Substantial progress has been made in our understanding of the roles of the diverse number of 5-HT receptor subtypes and how they coordinate with one another and receptor signaling through other monoaminergic systems to alter motor output following SCI. The use of either pharmacological or cellular approaches to modulate the activity of various receptor subtypes in response to 5-HT or to provide 5-HT input caudal to the lesion site, respectively, have shown that the restoration of serotonergic signaling can be an effective means for promoting motoneuron excitability and restoring locomotor function after SCI. The use of genetic tools to investigate the role of specific 5-HT receptors in different aspects of motor output or in understanding the role of regenerating serotonergic axons in functional efficacy provided by different therapeutic modalities remains limited and should receive greater attention in future research.

Approaches to restore function after SCI through targeting 5-HT have shown some degree of success, however, a number of limitations remain to be resolved and questions answered. Though the use of 5-HT or specific 5-HT receptor agonists can stimulate CPG neuronal networks and induce locomotion, it is not clear whether such an approach can be employed for sustained functional recovery in light of receptor desensitization and/or loss of responses to the stimuli over time, a common phenomenon with GPCR family members.
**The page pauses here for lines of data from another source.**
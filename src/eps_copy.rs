//! Input stream that keeps `SLOP_BYTES` of readable memory past its end.
//!
//! The decoder reads tags, varints and fixed-width values through raw pointers
//! without checking bounds field by field. That is sound because the stream
//! guarantees that at least [`SLOP_BYTES`] bytes past `end` are always
//! addressable: while parsing the bulk of the input `end` sits `SLOP_BYTES`
//! before the real end, and the last stretch of input is copied into a zero
//! padded patch buffer. Overruns are detected afterwards by [`is_done`].
//!
//! Positions are tracked relative to `end`; a *limit* is the distance from
//! `end` to the end of the innermost length-delimited region.
//!
//! [`is_done`]: EpsCopyInputStream::is_done

use crate::status::DecodeStatus;
use crate::wire::SLOP_BYTES;

const PATCH_SIZE: usize = SLOP_BYTES * 2;

/// Outcome of an end-of-region check.
#[derive(Debug, Clone, Copy, PartialEq, Eq)]
pub(crate) enum Done {
    No,
    Yes,
}

pub(crate) struct EpsCopyInputStream<'i> {
    input: &'i [u8],
    end: *const u8,
    limit_ptr: *const u8,
    limit: isize,
    // Offset into `input` of `patch[0]` while reading from the patch buffer.
    patch_base: Option<usize>,
    patch: [u8; PATCH_SIZE],
}

impl<'i> EpsCopyInputStream<'i> {
    pub(crate) fn new(input: &'i [u8]) -> Self {
        EpsCopyInputStream {
            input,
            end: core::ptr::null(),
            limit_ptr: core::ptr::null(),
            limit: 0,
            patch_base: None,
            patch: [0; PATCH_SIZE],
        }
    }

    /// Positions the stream at the start of input and returns the read pointer.
    ///
    /// The stream refers to its own patch buffer afterwards, so it must not be
    /// moved until parsing is finished.
    pub(crate) fn start(&mut self) -> *const u8 {
        let size = self.input.len();
        let ptr;
        if size <= SLOP_BYTES {
            self.patch = [0; PATCH_SIZE];
            self.patch[..size].copy_from_slice(self.input);
            self.patch_base = Some(0);
            ptr = self.patch.as_ptr();
            self.end = unsafe { ptr.add(size) };
            self.limit = 0;
        } else {
            self.patch_base = None;
            ptr = self.input.as_ptr();
            self.end = unsafe { ptr.add(size - SLOP_BYTES) };
            self.limit = SLOP_BYTES as isize;
        }
        self.limit_ptr = self.end;
        ptr
    }

    #[inline(always)]
    fn overrun(&self, ptr: *const u8) -> isize {
        ptr as isize - self.end as isize
    }

    /// Whether `ptr` has reached the current limit.
    ///
    /// Flips to the patch buffer when `ptr` has entered the final slop region
    /// of the input. A pointer that ran past the limit is malformed input.
    #[inline(always)]
    pub(crate) fn is_done(&mut self, ptr: &mut *const u8) -> Result<Done, DecodeStatus> {
        if (*ptr as usize) < self.limit_ptr as usize {
            return Ok(Done::No);
        }
        let overrun = self.overrun(*ptr);
        if overrun == self.limit {
            return Ok(Done::Yes);
        }
        self.is_done_fallback(ptr, overrun)
    }

    #[inline(never)]
    fn is_done_fallback(&mut self, ptr: &mut *const u8, overrun: isize) -> Result<Done, DecodeStatus> {
        if overrun < self.limit && self.patch_base.is_none() {
            let base = self.input.len() - SLOP_BYTES;
            self.patch = [0; PATCH_SIZE];
            self.patch[..SLOP_BYTES].copy_from_slice(&self.input[base..]);
            self.patch_base = Some(base);
            let start = self.patch.as_ptr();
            *ptr = unsafe { start.offset(overrun) };
            self.end = unsafe { start.add(SLOP_BYTES) };
            self.limit -= SLOP_BYTES as isize;
            self.limit_ptr = unsafe { self.end.offset(self.limit.min(0)) };
            return self.is_done(ptr);
        }
        tracing::debug!(overrun, limit = self.limit, "read past end of region");
        Err(DecodeStatus::Malformed)
    }

    /// Whether `size` more bytes starting at `ptr` lie within the current limit.
    #[inline(always)]
    pub(crate) fn check_size(&self, ptr: *const u8, size: usize) -> bool {
        match isize::try_from(size) {
            Ok(size) => self.overrun(ptr) + size <= self.limit,
            Err(_) => false,
        }
    }

    /// Narrows the limit to `size` bytes from `ptr`; returns the delta needed
    /// to restore the enclosing limit.
    #[inline(always)]
    pub(crate) fn push_limit(&mut self, ptr: *const u8, size: usize) -> Result<isize, DecodeStatus> {
        if !self.check_size(ptr, size) {
            return Err(DecodeStatus::Malformed);
        }
        let limit = size as isize + self.overrun(ptr);
        let delta = self.limit - limit;
        self.limit = limit;
        self.limit_ptr = unsafe { self.end.offset(limit.min(0)) };
        Ok(delta)
    }

    #[inline(always)]
    pub(crate) fn pop_limit(&mut self, delta: isize) {
        self.limit += delta;
        self.limit_ptr = unsafe { self.end.offset(self.limit.min(0)) };
    }

    /// Offset of `ptr` within the original input.
    pub(crate) fn offset_of(&self, ptr: *const u8) -> usize {
        match self.patch_base {
            Some(base) => base + (ptr as usize - self.patch.as_ptr() as usize),
            None => ptr as usize - self.input.as_ptr() as usize,
        }
    }

    /// The original input bytes in `[start, start + size)`.
    ///
    /// The caller has checked the size against the limit, so the range is in
    /// bounds; slicing still verifies it.
    pub(crate) fn input_slice(&self, start: *const u8, size: usize) -> Result<&'i [u8], DecodeStatus> {
        let off = self.offset_of(start);
        self.input
            .get(off..off.checked_add(size).ok_or(DecodeStatus::Malformed)?)
            .ok_or(DecodeStatus::Malformed)
    }

    /// The original input bytes between two read pointers.
    pub(crate) fn input_range(&self, start_offset: usize, end: *const u8) -> Result<&'i [u8], DecodeStatus> {
        let end = self.offset_of(end);
        self.input.get(start_offset..end).ok_or(DecodeStatus::Malformed)
    }
}

/// Reads a varint through a raw pointer. At most ten bytes are touched.
///
/// # Safety
/// `ptr` must have `SLOP_BYTES` readable bytes after it.
#[inline(always)]
pub(crate) unsafe fn read_varint(ptr: *const u8) -> Result<(u64, *const u8), DecodeStatus> {
    unsafe {
        let first = *ptr;
        if first < 0x80 {
            return Ok((first as u64, ptr.add(1)));
        }
        let mut value = (first & 0x7f) as u64;
        for i in 1..10 {
            let b = *ptr.add(i);
            value |= ((b & 0x7f) as u64) << (7 * i);
            if b < 0x80 {
                return Ok((value, ptr.add(i + 1)));
            }
        }
        Err(DecodeStatus::Malformed)
    }
}

/// Reads a tag, which must fit in 32 bits.
///
/// # Safety
/// Same as [`read_varint`].
#[inline(always)]
pub(crate) unsafe fn read_tag(ptr: *const u8) -> Result<(u32, *const u8), DecodeStatus> {
    let (tag, ptr) = unsafe { read_varint(ptr)? };
    let tag = u32::try_from(tag).map_err(|_| DecodeStatus::Malformed)?;
    Ok((tag, ptr))
}

/// # Safety
/// `ptr` must have four readable bytes.
#[inline(always)]
pub(crate) unsafe fn read_fixed32(ptr: *const u8) -> (u32, *const u8) {
    unsafe { (u32::from_le_bytes(ptr.cast::<[u8; 4]>().read_unaligned()), ptr.add(4)) }
}

/// # Safety
/// `ptr` must have eight readable bytes.
#[inline(always)]
pub(crate) unsafe fn read_fixed64(ptr: *const u8) -> (u64, *const u8) {
    unsafe { (u64::from_le_bytes(ptr.cast::<[u8; 8]>().read_unaligned()), ptr.add(8)) }
}
#[cfg(test)]
mod tests {
    use super::*;
    use pretty_assertions::assert_eq;

    fn sample() -> FileDescriptorProto {
        FileDescriptorProto {
            name: "shop.proto".into(),
            package: "shop".into(),
            syntax: "proto3".into(),
            message_type: vec![DescriptorProto {
                name: "Order".into(),
                field: vec![
                    FieldDescriptorProto {
                        name: "id".into(),
                        number: 1,
                        r#type: Some(FieldType::Int64),
                        json_name: Some("id".into()),
                        ..Default::default()
                    },
                    FieldDescriptorProto {
                        name: "tags".into(),
                        number: 2,
                        label: Label::Repeated,
                        r#type: Some(FieldType::String),
                        packed: Some(false),
                        ..Default::default()
                    },
                ],
                reserved_range: vec![ReservedRange { start: 5, end: 10 }],
                reserved_name: vec!["old".into()],
                ..Default::default()
            }],
            enum_type: vec![EnumDescriptorProto {
                name: "State".into(),
                value: vec![
                    EnumValueDescriptorProto { name: "NEW".into(), number: 0 },
                    EnumValueDescriptorProto { name: "DONE".into(), number: 1 },
                ],
                ..Default::default()
            }],
            service: vec![ServiceDescriptorProto {
                name: "Shop".into(),
                method: vec![MethodDescriptorProto {
                    name: "Place".into(),
                    input_type: ".shop.Order".into(),
                    output_type: ".shop.Order".into(),
                    server_streaming: true,
                    ..Default::default()
                }],
            }],
            ..Default::default()
        }
    }

    #[test]
    fn file_survives_the_wire() {
        let file = sample();
        let bytes = file.encode_to_vec().unwrap();
        assert_eq!(FileDescriptorProto::decode(&bytes).unwrap(), file);
    }

    #[test]
    fn set_wraps_files() {
        let set = FileDescriptorSet { file: vec![sample(), FileDescriptorProto { name: "empty.proto".into(), ..Default::default() }] };
        let bytes = set.encode_to_vec().unwrap();
        assert_eq!(FileDescriptorSet::decode(&bytes).unwrap(), set);
    }

    #[test]
    fn hand_written_bytes() {
        // name: "a.proto", message_type { name: "M" field { name: "x" number: 1 label: 1 type: 5 } }
        let bytes = [
            0x0a, 0x07, b'a', b'.', b'p', b'r', b'o', b't', b'o', //
            0x22, 0x0e, 0x0a, 0x01, b'M', //
            0x12, 0x09, 0x0a, 0x01, b'x', 0x18, 0x01, 0x20, 0x01, 0x28, 0x05,
        ];
        let file = FileDescriptorProto::decode(&bytes).unwrap();
        assert_eq!(file.name, "a.proto");
        let field = &file.message_type[0].field[0];
        assert_eq!((field.name.as_str(), field.number, field.r#type), ("x", 1, Some(FieldType::Int32)));
        assert_eq!(field.json_name, None);
    }
}
use core::ptr::NonNull;

use crate::arena::Arena;
use crate::error::{Error, Result};
use crate::mini_descriptor::{from_base92, idx, value, version};

/// Set of values a closed enum accepts.
///
/// Values below `mask_limit` live in a bitmask (at least 64 bits); the rest
/// are listed explicitly after the mask words.
#[derive(Debug)]
pub struct MiniTableEnum {
    mask_limit: u32,
    value_count: u32,
    data: *const u32,
}

unsafe impl Send for MiniTableEnum {}
unsafe impl Sync for MiniTableEnum {}

impl MiniTableEnum {
    fn data(&self) -> &[u32] {
        let len = (self.mask_limit / 32 + self.value_count) as usize;
        unsafe { core::slice::from_raw_parts(self.data, len) }
    }

    #[inline]
    pub fn check_value(&self, val: u32) -> bool {
        let data = self.data();
        if val < 64 {
            let mask = data[0] as u64 | ((data[1] as u64) << 32);
            return mask & (1 << val) != 0;
        }
        if val < self.mask_limit {
            return data[(val / 32) as usize] & (1 << (val % 32)) != 0;
        }
        data[(self.mask_limit / 32) as usize..].contains(&val)
    }

    /// Every accepted value, mask values first.
    pub fn values(&self) -> impl Iterator<Item = u32> + '_ {
        let mask_words = (self.mask_limit / 32) as usize;
        let data = self.data();
        (0..self.mask_limit)
            .filter(move |v| data[(*v / 32) as usize] & (1 << (v % 32)) != 0)
            .chain(data[mask_words..].iter().copied())
    }

    /// Builds an enum table from an enum mini-descriptor.
    pub fn build<'a>(data: &str, arena: &'a Arena<'_>) -> Result<&'a MiniTableEnum> {
        let mut bytes = data.as_bytes();
        if let Some((&first, rest)) = bytes.split_first() {
            if first != version::ENUM {
                return Err(enum_error(format!("Invalid enum version: {}", first as char)));
            }
            bytes = rest;
        }

        let mut words: Vec<u32> = vec![0, 0];
        let mut mask_limit = 64u32;
        let mut explicit: Vec<u32> = Vec::new();
        let mut value_count = 0u32;
        let mut add = |val: u32, words: &mut Vec<u32>, mask_limit: &mut u32| {
            value_count += 1;
            if !explicit.is_empty() || (val > 512 && value_count < val / 32) {
                explicit.push(val);
            } else {
                let needed = (val / 32 + 1) * 32;
                while *mask_limit < needed {
                    words.push(0);
                    *mask_limit += 32;
                }
                words[(val / 32) as usize] |= 1 << (val % 32);
            }
        };

        let mut base = 0u32;
        let mut pos = 0;
        while pos < bytes.len() {
            let ch = bytes[pos];
            pos += 1;
            if ch <= value::MAX_ENUM_MASK {
                let mut mask = from_base92(ch).ok_or_else(|| unexpected(ch))?;
                for _ in 0..5 {
                    if mask & 1 != 0 {
                        add(base, &mut words, &mut mask_limit);
                    }
                    base = base.wrapping_add(1);
                    mask >>= 1;
                }
            } else if (value::MIN_SKIP..=value::MAX_SKIP).contains(&ch) {
                let (skip, next) = decode_base92_varint(bytes, pos, ch, value::MIN_SKIP, value::MAX_SKIP)
                    .map_err(enum_error)?;
                pos = next;
                base = base.wrapping_add(skip);
            } else {
                return Err(unexpected(ch));
            }
        }

        drop(add);
        words.extend_from_slice(&explicit);
        let ptr = copy_words(&words, arena)?;
        let table = arena_new(
            MiniTableEnum {
                mask_limit,
                value_count: explicit.len() as u32,
                data: ptr,
            },
            arena,
        )?;
        Ok(table)
    }
}

fn unexpected(ch: u8) -> Error {
    enum_error(format!("Unexpected character: {}", ch as char))
}

fn enum_error(msg: String) -> Error {
    tracing::debug!(%msg, "enum mini-descriptor rejected");
    Error::MiniTable(msg)
}

fn copy_words(words: &[u32], arena: &Arena<'_>) -> Result<*const u32> {
    let size = core::mem::size_of_val(words);
    let ptr = arena.malloc(size).ok_or(Error::OutOfMemory)?;
    unsafe {
        core::ptr::copy_nonoverlapping(words.as_ptr(), ptr.as_ptr().cast::<u32>(), words.len());
    }
    Ok(ptr.as_ptr().cast::<u32>())
}

/// Moves `val` into `arena`. Only used for plain-data types without `Drop`.
pub(crate) fn arena_new<'a, T>(val: T, arena: &'a Arena<'_>) -> Result<&'a mut T> {
    let ptr: NonNull<u8> = arena
        .alloc_raw(core::alloc::Layout::new::<T>())
        .ok_or(Error::OutOfMemory)?;
    let ptr = ptr.cast::<T>();
    unsafe {
        ptr.as_ptr().write(val);
        Ok(&mut *ptr.as_ptr())
    }
}

/// Decodes a base-92 varint whose first character `first` was already read.
/// Returns the value and the position after the last character consumed.
pub(crate) fn decode_base92_varint(
    bytes: &[u8],
    mut pos: usize,
    first: u8,
    min: u8,
    max: u8,
) -> core::result::Result<(u32, usize), String> {
    let bits_per_char = crate::utils::log2_ceiling((idx(max) - idx(min)) as usize);
    let mut val = 0u32;
    let mut shift = 0u32;
    let mut ch = first;
    loop {
        let bits = idx(ch) - idx(min);
        val |= bits << shift;
        match bytes.get(pos) {
            Some(&next) if (min..=max).contains(&next) => {
                ch = next;
                pos += 1;
                shift += bits_per_char;
                if shift >= 32 {
                    return Err("Overlong varint".to_string());
                }
            }
            _ => return Ok((val, pos)),
        }
    }
}

#[cfg(test)]
mod tests {
    use super::*;
    use crate::mini_descriptor::MtDataEncoder;

    fn build_enum(values: &[u32], arena: &Arena<'_>) -> *const MiniTableEnum {
        let mut sorted = values.to_vec();
        sorted.sort_unstable();
        let mut e = MtDataEncoder::new();
        e.start_enum();
        for v in sorted {
            assert!(e.put_enum_value(v));
        }
        e.end_enum();
        MiniTableEnum::build(e.as_str(), arena).unwrap()
    }

    #[test]
    fn dense_and_sparse_values() {
        let arena = Arena::default();
        let values = [0, 1, 5, 63, 64, 100, 5000, (-1i32) as u32];
        let table = unsafe { &*build_enum(&values, &arena) };
        for v in values {
            assert!(table.check_value(v), "{v}");
        }
        for v in [2, 62, 65, 99, 4999, 5001, (-2i32) as u32] {
            assert!(!table.check_value(v), "{v}");
        }
        let mut all: Vec<u32> = table.values().collect();
        all.sort_unstable();
        let mut expected = values.to_vec();
        expected.sort_unstable();
        assert_eq!(all, expected);
    }

    #[test]
    fn empty_enum_accepts_nothing() {
        let arena = Arena::default();
        let table = MiniTableEnum::build("", &arena).unwrap();
        assert!(!table.check_value(0));
        assert!(!table.check_value(1000));
    }

    #[test]
    fn rejects_bad_input() {
        let arena = Arena::default();
        let err = MiniTableEnum::build("$", &arena).unwrap_err();
        assert_eq!(err.to_string(), "Error building mini table: Invalid enum version: $");
        let err = MiniTableEnum::build("!^", &arena).unwrap_err();
        assert_eq!(err.to_string(), "Error building mini table: Unexpected character: ^");
    }

    proptest::proptest! {
        #[test]
        fn membership_matches_input(values in proptest::collection::btree_set(proptest::num::u32::ANY, 0..40),
                                    probes in proptest::collection::vec(0u32..2000, 0..40)) {
            let arena = Arena::default();
            let values: Vec<u32> = values.into_iter().collect();
            let table = unsafe { &*build_enum(&values, &arena) };
            for v in values.iter().chain(probes.iter()) {
                proptest::prop_assert_eq!(table.check_value(*v), values.contains(v));
            }
        }
    }
}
One strategy for achieving a sustained functional improvement using physiological levels of 5-HT could be through cellular therapies, where serotonergic neurons generated from various sources could be used to replace lost supraspinal serotonergic projections to the CPG below the level of SCI. Not only does a cell therapeutic approach eliminate the risk of side effects associated with systemic administration of high levels of 5-HT receptor agonists but also allows intraspinal delivery of 5-HT directly to where it is required after potentially a single intervention. Alternatively, the use of cell transplants, in combination with pro-regenerative therapies, can be used to bridge the injury site and provide a substrate for severed serotonergic axons to re-grow to their original caudal targets. Though the robustness and applicability of such approaches to a variety of SCI paradigms and injury levels has not yet been thoroughly investigated and many cell transplantation strategies to date have failed to promote the growth of serotonergic axons in significant numbers beyond the lesion into the contiguous caudal cord let alone beyond to the lumbar CPG. Another issue with cell therapeutic approaches is their limited long-term cell survival following transplantation due to the inflammatory environment of the injured spinal cord and rejection, potentially reducing their effectiveness in maintaining functional improvements over time. Therefore, extensive optimization of various cell therapeutic approaches is currently a priority in the field to maximize their therapeutic efficacy.

Another promising strategy to induce locomotor function after SCI in combination with 5-HT or its receptor agonists involves the activation of spinal locomotor networks via EES and data so far are encouraging, both in experimental SCI paradigms and clinically in complete SCI individuals. Similar to the use of pharmacological approaches alone is whether such a combination strategy can be implemented for the persistent restoration of function and whether additional interventions, including cell transplants, can enhance or prolong the benefits of this strategy. Further research at the molecular, cellular and functional level to trigger the necessary sequence of neurological events for complete restoration of locomotor function after human SCI continues to remain as a major challenge and a research area of primary focus. The promotion or facilitation of serotonergic signaling, so as to enhance motoneuron excitability, stimulate CPG activity and restore locomotor function, is one direction at the forefront of research for generating putative interventional approaches for the treatment of SCI.

Conflict of interest statement

The authors declare that the research was conducted in the absence of any commercial or financial relationships that could be construed as a potential conflict of interest.